#### Data excerpts

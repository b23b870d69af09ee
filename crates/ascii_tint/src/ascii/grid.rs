/// Character treated as background by segmentation and rendering.
pub const BLANK: char = ' ';

/// Rectangular monospace text block. Every row has exactly `width` cells.
#[derive(Clone, Debug, PartialEq, Eq)]
pub struct GlyphGrid {
    width: usize,
    height: usize,
    cells: Vec<char>,
}

impl GlyphGrid {
    pub fn new(width: usize, height: usize, cells: Vec<char>) -> Self {
        assert_eq!(width * height, cells.len());
        Self { width, height, cells }
    }

    /// Build a grid from preformatted text.
    ///
    /// `\r\n` separators become `\n`, a trailing empty line left by a final
    /// separator is dropped, and shorter rows are right-padded with blanks.
    pub fn from_text(text: &str) -> Self {
        let normalized = text.replace("\r\n", "\n");
        let mut lines: Vec<&str> = normalized.split('\n').collect();
        if lines.last().is_some_and(|line| line.is_empty()) {
            lines.pop();
        }

        let width = lines.iter().map(|line| line.chars().count()).max().unwrap_or(0);
        let height = lines.len();

        let mut cells = Vec::with_capacity(width * height);
        for line in &lines {
            let start = cells.len();
            cells.extend(line.chars());
            cells.resize(start + width, BLANK);
        }

        Self { width, height, cells }
    }

    pub fn width(&self) -> usize {
        self.width
    }

    pub fn height(&self) -> usize {
        self.height
    }

    pub fn is_empty(&self) -> bool {
        self.cells.is_empty()
    }

    pub fn cells(&self) -> &[char] {
        &self.cells
    }

    pub fn get(&self, column: usize, row: usize) -> Option<char> {
        if column >= self.width || row >= self.height {
            return None;
        }
        self.cells.get(row * self.width + column).copied()
    }

    /// Whether any row holds a non-blank character in `column`.
    pub fn column_has_ink(&self, column: usize) -> bool {
        if column >= self.width {
            return false;
        }
        (0..self.height).any(|row| self.cells[row * self.width + column] != BLANK)
    }

    pub fn rows(&self) -> impl Iterator<Item = String> + '_ {
        let width = self.width;
        (0..self.height).map(move |row| self.cells[row * width..(row + 1) * width].iter().collect())
    }
}
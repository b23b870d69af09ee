use super::tint::TintedGrid;

/// Class carried by every tinted glyph span.
pub const GLYPH_CLASS: &str = "ch";

/// Encode a tinted grid as inline markup for a `<pre>` element.
///
/// Blank cells pass through as spaces. Each ink cell becomes a span carrying
/// its segment id in `data-seg` and its color in an inline style.
pub fn to_html(grid: &TintedGrid) -> String {
    let mut html = String::with_capacity(grid.cells().len() + grid.ink_count() * 48);

    for (row_index, row) in grid.rows().enumerate() {
        if row_index > 0 {
            html.push('\n');
        }

        for cell in row {
            let (Some(segment), Some(color)) = (cell.segment, cell.color) else {
                push_escaped(&mut html, cell.ch);
                continue;
            };

            html.push_str("<span class=\"");
            html.push_str(GLYPH_CLASS);
            html.push_str("\" data-seg=\"");
            html.push_str(&segment.to_string());
            html.push_str("\" style=\"color:");
            html.push_str(&color.to_string());
            html.push_str("\">");
            push_escaped(&mut html, cell.ch);
            html.push_str("</span>");
        }
    }

    html
}

/// Wrap markup produced by [`to_html`] in a `<pre>` element.
pub fn wrap_pre(id: &str, markup: &str) -> String {
    let mut html = String::with_capacity(markup.len() + id.len() + 24);
    html.push_str("<pre id=\"");
    for ch in id.chars() {
        match ch {
            '"' => html.push_str("&quot;"),
            _ => push_escaped(&mut html, ch),
        }
    }
    html.push_str("\">");
    html.push_str(markup);
    html.push_str("</pre>");
    html
}

pub(crate) fn push_escaped(out: &mut String, ch: char) {
    match ch {
        '&' => out.push_str("&amp;"),
        '<' => out.push_str("&lt;"),
        '>' => out.push_str("&gt;"),
        _ => out.push(ch),
    }
}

########

- **Action item**
Please reproduce exactly the lines above, beginning with the first and ending with the line that contains "let mut lines: Vec<&str>", and include nothing outside that range.

- **Solution for this problem**
repository b23b870d69af09ee
filename crates/ascii_tint/src/ascii/grid.rs
/// Character treated as background by segmentation and rendering.
pub const BLANK: char = ' ';

/// Rectangular monospace text block. Every row has exactly `width` cells.
#[derive(Clone, Debug, PartialEq, Eq)]
pub struct GlyphGrid {
    width: usize,
    height: usize,
    cells: Vec<char>,
}

impl GlyphGrid {
    pub fn new(width: usize, height: usize, cells: Vec<char>) -> Self {
        assert_eq!(width * height, cells.len());
        Self { width, height, cells }
    }

    /// Build a grid from preformatted text.
    ///
    /// `\r\n` separators become `\n`, a trailing empty line left by a final
    /// separator is dropped, and shorter rows are right-padded with blanks.
    pub fn from_text(text: &str) -> Self {
        let normalized = text.replace("\r\n", "\n");
        let mut lines: Vec<&str> = normalized.split('\n').collect();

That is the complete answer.